John Pinder was born in January 1945 in New Zealand,[1] and spent his formative years in Dunedin, where there was much theatre and other live shows. His parents would take him to the theatre and musicals,[2] and the whole family tuned in to The Goon Show on radio on Sunday nights. In addition, the family lived next door to a plot where Bullens Circus and Ashtons Circus regularly performed – so all of these factors were early influences.[3]
He trained as a teacher of fine arts in Dunedin, and during his late teens, saw many productions by the Dunedin Repertory Society.

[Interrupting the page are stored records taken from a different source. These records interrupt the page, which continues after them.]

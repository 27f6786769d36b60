//! Classification outcome

use std::fmt;

/// Label shown when no catalog entry matches
pub const UNKNOWN_LABEL: &str = "unknown";

/// Label shown when no bytes could be read from the file
pub const READ_FAILURE_LABEL: &str = "failed to read file!";

/// Result of classifying a probe buffer against a catalog
///
/// `NoMatch` and `BufferTooShort` are normal outcomes, not errors, and
/// render to distinct labels.
#[derive(Debug, Clone, PartialEq, Eq, Hash)]
pub enum ClassificationResult {
    /// Label of the first catalog entry whose pattern matched
    Matched(String),
    /// The buffer satisfied no pattern
    NoMatch,
    /// No usable bytes were available (empty file, failed or cancelled read)
    BufferTooShort,
}

impl ClassificationResult {
    /// Returns the human-readable label for presentation
    pub fn label(&self) -> &str {
        match self {
            ClassificationResult::Matched(label) => label,
            ClassificationResult::NoMatch => UNKNOWN_LABEL,
            ClassificationResult::BufferTooShort => READ_FAILURE_LABEL,
        }
    }

    pub fn is_match(&self) -> bool {
        matches!(self, ClassificationResult::Matched(_))
    }

    /// Returns the matched label, if any
    pub fn matched_label(&self) -> Option<&str> {
        match self {
            ClassificationResult::Matched(label) => Some(label),
            _ => None,
        }
    }
}

impl fmt::Display for ClassificationResult {
    fn fmt(&self, f: &mut fmt::Formatter<'_>) -> fmt::Result {
        f.write_str(self.label())
    }
}
//! Signature catalog
//!
//! The ordered, immutable set of known file type signatures. Order is
//! significant: the matcher stops at the first entry that matches, so
//! narrower signatures have to be declared before broader ones that are
//! their byte prefixes (JPEG+EXIF before plain JPEG).

use crate::core::CatalogLoadError;
use crate::domain::entities::{ClassificationResult, FileTypeEntry, PROBE_CAPACITY, SignaturePattern};
use crate::domain::services::matcher;

/// Ordered catalog of file type signatures
///
/// Built once through [`Catalog::new`] (usually by a
/// [`CatalogSource`](crate::domain::repositories::CatalogSource)) and
/// read-only afterwards. Safe to share across threads without locking.
///
/// # Example
///
/// ```
/// use filechecker::domain::entities::{FileTypeEntry, SignaturePattern};
/// use filechecker::domain::services::Catalog;
///
/// let png = SignaturePattern::exact(&[0x89, 0x50, 0x4E, 0x47]).unwrap();
/// let catalog = Catalog::new(vec![FileTypeEntry::new("png", vec![png])]).unwrap();
/// assert_eq!(catalog.classify(&[0x89, 0x50, 0x4E, 0x47, 0x0D]).label(), "png");
/// ```
#[derive(Debug, Clone, Default, PartialEq, Eq)]
pub struct Catalog {
    entries: Vec<FileTypeEntry>,
}

/// A pattern that can never win because an earlier entry matches every
/// buffer it would match
#[derive(Debug, Clone, PartialEq, Eq)]
pub struct ShadowedPattern {
    pub label: String,
    pub pattern: usize,
    pub shadowed_by: String,
}

impl Catalog {
    /// Validates and wraps an ordered list of entries
    ///
    /// Every entry needs at least one pattern, and no pattern may be longer
    /// than the probe buffer, otherwise it could never match.
    pub fn new(entries: Vec<FileTypeEntry>) -> Result<Self, CatalogLoadError> {
        for entry in &entries {
            if entry.patterns().is_empty() {
                return Err(CatalogLoadError::EmptyEntry(entry.label().to_string()));
            }
            for (idx, pattern) in entry.patterns().iter().enumerate() {
                if pattern.len() > PROBE_CAPACITY {
                    return Err(CatalogLoadError::PatternTooLong {
                        label: entry.label().to_string(),
                        pattern: idx,
                        len: pattern.len(),
                        max: PROBE_CAPACITY,
                    });
                }
            }
        }
        Ok(Self { entries })
    }

    /// A catalog with no entries; every non-empty buffer classifies as `NoMatch`
    pub fn empty() -> Self {
        Self::default()
    }

    /// Returns the entries in match order
    pub fn entries(&self) -> &[FileTypeEntry] {
        &self.entries
    }

    /// Returns the number of file types
    pub fn len(&self) -> usize {
        self.entries.len()
    }

    pub fn is_empty(&self) -> bool {
        self.entries.is_empty()
    }

    /// Returns the total number of patterns across all file types
    pub fn pattern_count(&self) -> usize {
        self.entries.iter().map(|e| e.patterns().len()).sum()
    }

    /// Length of the longest pattern, i.e. the minimum useful probe size
    pub fn max_pattern_len(&self) -> usize {
        self.entries
            .iter()
            .map(FileTypeEntry::max_pattern_len)
            .max()
            .unwrap_or(0)
    }

    pub fn labels(&self) -> impl Iterator<Item = &str> {
        self.entries.iter().map(FileTypeEntry::label)
    }

    /// Looks up the first entry with the given label
    pub fn get(&self, label: &str) -> Option<&FileTypeEntry> {
        self.entries.iter().find(|e| e.label() == label)
    }

    /// Classifies `data` against this catalog
    pub fn classify(&self, data: &[u8]) -> ClassificationResult {
        matcher::classify(data, self)
    }

    /// Finds patterns hidden behind an earlier entry's broader pattern
    ///
    /// This only reports authoring mistakes; it does not change match order.
    pub fn shadowed_patterns(&self) -> Vec<ShadowedPattern> {
        let mut shadowed = Vec::new();

        for (i, entry) in self.entries.iter().enumerate() {
            for (idx, pattern) in entry.patterns().iter().enumerate() {
                let earlier = self.entries[..i]
                    .iter()
                    .filter(|e| e.label() != entry.label())
                    .find(|e| e.patterns().iter().any(|p| covers(p, pattern)));

                if let Some(earlier) = earlier {
                    shadowed.push(ShadowedPattern {
                        label: entry.label().to_string(),
                        pattern: idx,
                        shadowed_by: earlier.label().to_string(),
                    });
                }
            }
        }

        shadowed
    }
}

/// True when every buffer matching `later` also matches `earlier`
fn covers(earlier: &SignaturePattern, later: &SignaturePattern) -> bool {
    if earlier.len() > later.len() {
        return false;
    }
    earlier
        .bytes()
        .iter()
        .zip(later.bytes())
        .all(|(e, l)| match (e, l) {
            (None, _) => true,
            (Some(a), Some(b)) => a == b,
            (Some(_), None) => false,
        })
}
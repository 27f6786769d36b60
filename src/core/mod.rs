//! Shared error types

mod error;

pub use error::{CatalogLoadError, ProbeError};
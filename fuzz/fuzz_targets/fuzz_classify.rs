#![no_main]

use filechecker::{ClassificationResult, bundled_catalog, classify};
use libfuzzer_sys::fuzz_target;

fuzz_target!(|data: &[u8]| {
    let Ok(catalog) = bundled_catalog() else {
        return;
    };
    let result = classify(data, catalog);
    if data.is_empty() {
        assert_eq!(result, ClassificationResult::BufferTooShort);
    }
});
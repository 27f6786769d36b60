//! Domain services
//!
//! The signature catalog and the matcher that runs buffers against it.

mod catalog;
mod matcher;

pub use catalog::{Catalog, ShadowedPattern};
pub use matcher::classify;
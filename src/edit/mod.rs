pub mod undo;

use crate::buffer::{Content, SavedPosition};
use crate::error::{DocumentError, Result};

pub use undo::UndoManager;

/// Lifecycle shared by every undoable record.
///
/// A record starts out done. `undo` is legal only when done, `redo` only when
/// undone, and neither once the record has been killed.
#[derive(Debug, Clone, Copy, PartialEq, Eq)]
pub struct EditState {
    done: bool,
    alive: bool,
}

impl EditState {
    pub fn new() -> Self {
        Self {
            done: true,
            alive: true,
        }
    }

    pub fn can_undo(&self) -> bool {
        self.alive && self.done
    }

    pub fn can_redo(&self) -> bool {
        self.alive && !self.done
    }

    pub fn undo(&mut self) -> Result<()> {
        if !self.can_undo() {
            return Err(DocumentError::CannotUndo);
        }
        self.done = false;
        Ok(())
    }

    pub fn redo(&mut self) -> Result<()> {
        if !self.can_redo() {
            return Err(DocumentError::CannotRedo);
        }
        self.done = true;
        Ok(())
    }

    /// Kill the record; it can no longer be undone or redone.
    pub fn die(&mut self) {
        self.alive = false;
    }

    pub fn is_alive(&self) -> bool {
        self.alive
    }
}

impl Default for EditState {
    fn default() -> Self {
        Self::new()
    }
}

#[derive(Debug, Clone, Copy, PartialEq, Eq)]
pub enum ContentEditKind {
    Insert,
    Remove,
}

/// Undo record of one raw content mutation.
#[derive(Debug)]
pub struct ContentEdit {
    kind: ContentEditKind,
    offset: usize,
    text: String,
    length: usize,
    /// Positions that sat inside the text while it was out of the store.
    saved: Vec<SavedPosition>,
    state: EditState,
}

impl ContentEdit {
    pub(crate) fn insert(offset: usize, text: String) -> Self {
        let length = text.chars().count();
        Self {
            kind: ContentEditKind::Insert,
            offset,
            text,
            length,
            saved: Vec::new(),
            state: EditState::new(),
        }
    }

    pub(crate) fn remove(offset: usize, text: String, saved: Vec<SavedPosition>) -> Self {
        let length = text.chars().count();
        Self {
            kind: ContentEditKind::Remove,
            offset,
            text,
            length,
            saved,
            state: EditState::new(),
        }
    }

    pub fn kind(&self) -> ContentEditKind {
        self.kind
    }

    pub fn offset(&self) -> usize {
        self.offset
    }

    /// Length in characters.
    pub fn length(&self) -> usize {
        self.length
    }

    /// Inserted or removed text.
    pub fn text(&self) -> &str {
        &self.text
    }

    pub fn can_undo(&self) -> bool {
        self.state.can_undo()
    }

    pub fn can_redo(&self) -> bool {
        self.state.can_redo()
    }

    pub fn die(&mut self) {
        self.state.die();
    }

    pub fn undo(&mut self, content: &mut dyn Content) -> Result<()> {
        self.state.undo()?;
        match self.kind {
            ContentEditKind::Insert => self.take_out(content),
            ContentEditKind::Remove => self.put_back(content),
        }
        Ok(())
    }

    pub fn redo(&mut self, content: &mut dyn Content) -> Result<()> {
        self.state.redo()?;
        match self.kind {
            ContentEditKind::Insert => self.put_back(content),
            ContentEditKind::Remove => self.take_out(content),
        }
        Ok(())
    }

    fn take_out(&mut self, content: &mut dyn Content) {
        content.positions_mut().prune();
        self.saved = content
            .positions()
            .positions_in_range(self.offset, self.offset + self.length);
        if self.length > 0 {
            content.remove_chars(self.offset, self.length);
            content.positions().shift_for_remove(self.offset, self.length);
        }
    }

    fn put_back(&mut self, content: &mut dyn Content) {
        content.positions_mut().prune();
        if self.length > 0 {
            let chars: Vec<char> = self.text.chars().collect();
            content.insert_chars(self.offset, &chars);
            content.positions().shift_for_insert(self.offset, self.length);
        }
        content.positions().restore(&self.saved);
    }
}

#[cfg(test)]
mod tests {
    use super::*;
    use crate::buffer::GapBuffer;

    fn text_of(content: &dyn Content) -> String {
        content.get_string(0, content.len()).unwrap()
    }

    #[test]
    fn test_edit_state_sequence() {
        let mut state = EditState::new();
        assert!(state.can_undo());
        assert_eq!(state.redo(), Err(DocumentError::CannotRedo));
        state.undo().unwrap();
        assert_eq!(state.undo(), Err(DocumentError::CannotUndo));
        state.redo().unwrap();
        state.die();
        assert_eq!(state.undo(), Err(DocumentError::CannotUndo));
    }

    #[test]
    fn test_insert_undo_redo() {
        let mut buffer = GapBuffer::new();
        buffer.insert_string(0, "hello").unwrap();
        let mut edit = buffer.insert_string(5, " world").unwrap().unwrap();
        assert_eq!(edit.kind(), ContentEditKind::Insert);

        edit.undo(&mut buffer).unwrap();
        assert_eq!(text_of(&buffer), "hello\n");
        edit.redo(&mut buffer).unwrap();
        assert_eq!(text_of(&buffer), "hello world\n");
        assert_eq!(edit.redo(&mut buffer), Err(DocumentError::CannotRedo));
    }

    #[test]
    fn test_remove_undo_restores_positions() {
        let mut buffer = GapBuffer::new();
        buffer.insert_string(0, "0123456789").unwrap();
        let inside = buffer.create_position(5).unwrap();
        let after = buffer.create_position(8).unwrap();

        let mut edit = buffer.remove(3, 4).unwrap();
        assert_eq!(edit.text(), "3456");
        assert_eq!(inside.offset(), 3);
        assert_eq!(after.offset(), 4);

        edit.undo(&mut buffer).unwrap();
        assert_eq!(text_of(&buffer), "0123456789\n");
        assert_eq!(inside.offset(), 5);
        assert_eq!(after.offset(), 8);
        assert_eq!(edit.undo(&mut buffer), Err(DocumentError::CannotUndo));

        edit.redo(&mut buffer).unwrap();
        assert_eq!(text_of(&buffer), "012789\n");
        assert_eq!(inside.offset(), 3);
    }

    #[test]
    fn test_undo_insert_then_redo_restores_inner_positions() {
        let mut buffer = GapBuffer::new();
        buffer.insert_string(0, "ab").unwrap();
        let mut edit = buffer.insert_string(1, "XYZ").unwrap().unwrap();
        let inner = buffer.create_position(3).unwrap();

        edit.undo(&mut buffer).unwrap();
        assert_eq!(inner.offset(), 1);
        edit.redo(&mut buffer).unwrap();
        assert_eq!(inner.offset(), 3);
    }
}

They had a workshop and free access to much of J. C. Williamson's work. At university, Pinder got "roped in" to designing sets, and did some work on a production for the teachers college.[2]
In the 1960s, Pinder worked behind the scenes in at least two productions in Dunedin, New Zealand by the Dunedin Repertory Society: Breath of Spring (1963) and Harold Pinter's The Caretaker (1965).[4] After doing some set design and backstage work with various productions in several towns in New Zealand, Pinder "drifted into" journalism and theatre reviewing.[2]
Pinder moved to Australia and worked as a journalist for the Australian Broadcasting Corporation (ABC) for around five years, first in Sydney and then Melbourne.[2] He was still working for the ABC when he produced his first concert/show and the first lightshow concert in Melbourne, "The Electric Blues Thing" featuring Doug Parkinson in Focus, The Semblence of Dignity, with Ellis D Fogg's providing the "psychedelic lightshow", at the Carlton Cinema in 1968.[5][6]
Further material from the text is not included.